Ian Briggs and his brother Neill are the brains and inspiration behind the eponymous Briggs Automotive Company. The company is perhaps better known as BAC, and is the creator of the single-seater Mono, which has won fans around the world.
My brother Neill and I grew up around cars thanks to our dad, and in many ways it was this that led us to where we are today, and to the creation of Briggs Automotive Company and the Mono.
As a family we travelled all over the north west attending all manner of motorsport events and many of my early memories come from this. Some people are prepared when it comes to going to races, but our dad took it to another level. Not only did he take printed out and enlarged sections of ordnance survey maps for the rally stages, he even went so far as to build a seat that attached to the railings at Oulton Park so Neill and I could see the racing.
Despite growing up in such a car-focused world, and being fascinated by sports cars like the Lotus Elan and the Ferrari 288 GTO, I nearly ended up going down a totally different path career wise. I only learned about the Automotive Design course at Coventry University after I had started a degree in architecture, so things could have turned out very differently.

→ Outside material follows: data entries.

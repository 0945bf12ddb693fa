//! Configuration validation.
//!
//! Validates configuration at startup to catch common errors early.

use super::Config;
use crate::proto::NickExt;
use std::path::Path;
use thiserror::Error;

/// Validation errors for configuration.
#[derive(Debug, Error)]
pub enum ValidationError {
    #[error("server.name is required")]
    MissingServerName,
    #[error("server.sid must be exactly 3 characters, got {0}")]
    InvalidSid(usize),
    #[error("server.sid must match pattern [0-9][A-Z0-9][A-Z0-9], got '{0}'")]
    InvalidSidFormat(String),
    #[error("link.address is required")]
    MissingLinkAddress,
    #[error("protection.nick is not a valid nickname: '{0}'")]
    InvalidServiceNick(String),
    #[error("protection.ops_channel must start with '#', got '{0}'")]
    InvalidOpsChannel(String),
    #[error("protection.{0} must be greater than zero")]
    ZeroDuration(&'static str),
    #[error("protection.gline_attempts must be at least 1")]
    ZeroAttempts,
    #[error("database.path parent directory does not exist: {0}")]
    DatabasePathInvalid(String),
}

/// Validate a configuration, returning all errors found.
pub fn validate(config: &Config) -> Result<(), Vec<ValidationError>> {
    let mut errors = Vec::new();

    if config.server.name.is_empty() {
        errors.push(ValidationError::MissingServerName);
    }

    // SID validation (TS6 format)
    let sid = &config.server.sid;
    if sid.len() != 3 {
        errors.push(ValidationError::InvalidSid(sid.len()));
    } else {
        let chars: Vec<char> = sid.chars().collect();
        let valid = chars[0].is_ascii_digit()
            && (chars[1].is_ascii_uppercase() || chars[1].is_ascii_digit())
            && (chars[2].is_ascii_uppercase() || chars[2].is_ascii_digit());
        if !valid {
            errors.push(ValidationError::InvalidSidFormat(sid.clone()));
        }
    }

    if config.link.address.is_empty() {
        errors.push(ValidationError::MissingLinkAddress);
    }

    let protection = &config.protection;
    if !protection.nick.is_valid_nick() {
        errors.push(ValidationError::InvalidServiceNick(protection.nick.clone()));
    }
    if !protection.ops_channel.starts_with('#') {
        errors.push(ValidationError::InvalidOpsChannel(
            protection.ops_channel.clone(),
        ));
    }
    if protection.grace_period == 0 {
        errors.push(ValidationError::ZeroDuration("grace_period"));
    }
    if protection.check_interval == 0 {
        errors.push(ValidationError::ZeroDuration("check_interval"));
    }
    if protection.retry_poll_interval == 0 {
        errors.push(ValidationError::ZeroDuration("retry_poll_interval"));
    }
    if protection.gline_attempts == 0 {
        errors.push(ValidationError::ZeroAttempts);
    }

    let db_path = Path::new(&config.database.path);
    if config.database.path != ":memory:"
        && let Some(parent) = db_path.parent()
        && !parent.as_os_str().is_empty()
        && !parent.exists()
    {
        errors.push(ValidationError::DatabasePathInvalid(
            config.database.path.clone(),
        ));
    }

    if errors.is_empty() {
        Ok(())
    } else {
        Err(errors)
    }
}
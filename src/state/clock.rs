//! Time source for the engine.
//!
//! Everything time-dependent reads from a [`Clock`] so enforcement deadlines,
//! retry due times and block expiries can be driven without real sleeps.

use parking_lot::Mutex;
use std::time::{Duration, Instant};

pub trait Clock: Send + Sync {
    /// Monotonic time for in-memory deadlines.
    fn now(&self) -> Instant;

    /// Wall-clock Unix seconds for persisted timestamps.
    fn unix_now(&self) -> i64;
}

/// Real time.
#[derive(Debug, Default, Clone, Copy)]
pub struct SystemClock;

impl Clock for SystemClock {
    fn now(&self) -> Instant {
        Instant::now()
    }

    fn unix_now(&self) -> i64 {
        chrono::Utc::now().timestamp()
    }
}

/// A clock that only moves when told to.
#[derive(Debug)]
pub struct ManualClock {
    start: Instant,
    unix_start: i64,
    elapsed: Mutex<Duration>,
}

impl ManualClock {
    pub fn new(unix_start: i64) -> Self {
        Self {
            start: Instant::now(),
            unix_start,
            elapsed: Mutex::new(Duration::ZERO),
        }
    }

    pub fn advance(&self, by: Duration) {
        *self.elapsed.lock() += by;
    }
}

impl Clock for ManualClock {
    fn now(&self) -> Instant {
        self.start + *self.elapsed.lock()
    }

    fn unix_now(&self) -> i64 {
        let elapsed = self.elapsed.lock().as_secs();
        self.unix_start + i64::try_from(elapsed).unwrap_or(i64::MAX)
    }
}

#[cfg(test)]
mod tests {
    use super::*;

    #[test]
    fn manual_clock_moves_both_time_bases() {
        let clock = ManualClock::new(1_000);
        let t0 = clock.now();
        clock.advance(Duration::from_secs(61));
        assert_eq!(clock.now() - t0, Duration::from_secs(61));
        assert_eq!(clock.unix_now(), 1_061);
    }
}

The original spark for BAC and the Mono came during a late-night drive across Europe with German former racing driver, Frank Jelinsky. We spoke at length about his experiences in Formula 2, Formula 3 and the like and it was at that point that I knew I wanted to make a single-seater car.
The idea grew over time, when Neill and I met about once a fortnight when we both lived near Frankfurt (Neill was working on the Ford Focus RS and I was working for the likes of Mercedes and Porsche). We didn’t know exactly how we were going to get between the different points, but we knew where we wanted to go.

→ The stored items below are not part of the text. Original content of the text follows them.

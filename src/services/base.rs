//! Reply helpers shared by the service's command handlers.

use super::ServiceEffect;

/// Result type for service commands - a list of effects to apply.
pub type ServiceResult = Vec<ServiceEffect>;

/// Common reply construction for a services pseudo-client.
pub trait ServiceBase {
    /// Nickname the service answers to (e.g., "NickServ").
    fn service_name(&self) -> &str;

    /// Create a single reply effect (NOTICE to user).
    fn reply_effect(&self, target_uid: &str, text: &str) -> ServiceEffect {
        ServiceEffect::Notice {
            target_uid: target_uid.to_string(),
            text: text.to_string(),
        }
    }

    /// Create multiple reply effects.
    fn reply_effects(&self, target_uid: &str, texts: Vec<&str>) -> ServiceResult {
        texts
            .into_iter()
            .map(|t| self.reply_effect(target_uid, t))
            .collect()
    }

    /// Create an error reply (single message).
    fn error_reply(&self, uid: &str, text: &str) -> ServiceResult {
        vec![self.reply_effect(uid, text)]
    }

    /// Create an unknown command reply.
    fn unknown_command(&self, uid: &str, cmd: &str) -> ServiceResult {
        self.error_reply(
            uid,
            &format!(
                "Unknown command: \x02{}\x02. Use \x02/msg {} HELP\x02 for a list of commands.",
                cmd,
                self.service_name()
            ),
        )
    }
}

It’s always a worry when you develop something behind closed doors for so long – you never know what people are going to think, so we were really nervous when we launched a concept version of the Mono at the Retro Classics show in Germany in 2011. It clashed with Geneva, so we were only expecting a few friends and family, but there were about 1500 people there, and it got a mind blowing reaction from press, the public, and we made our first sale at that show.
After all the work behind the scenes for so many years, that moment felt like an ending, but we’ve learned that making the Mono has been like climbing a mountain with a series of false summits – there is always more to come when you think you have made it. Believe it or not we haven’t even been able to stand still and take stock long enough for me to create my own personal Mono yet. I know what I would like it to look like, though – it would be very close to the original inspiration behind Mono. That was partly the 1999 Bjork video for ‘All Is Full Of Love’, which depicts the singer as a robot being assembled in a factory. I’d like to go down the lines of solid non-metallic colours and incorporate the Mono and BAC logos in a graphic form. Hopefully I’ll get a chance to build it before too long, but in a way I’m delighted we are too busy to be able to spare the time on the production line.
Even now (and especially now) we are striving constantly to improve the Mono, and our dad’s attention to detail on those motorsport expeditions all those years ago probably has a lot to do with that. Everything we do is intended to make the car, and BAC as a company, even better. We intend to continue that even as we expand into new markets around the world.
I’d love to be able to go back and tell those two small boys sat on a hand-made seat at Oulton Park that one day they would make a car that people will want to watch flying past at high speeds, and that would be sold in countries all over the world. They would have loved it.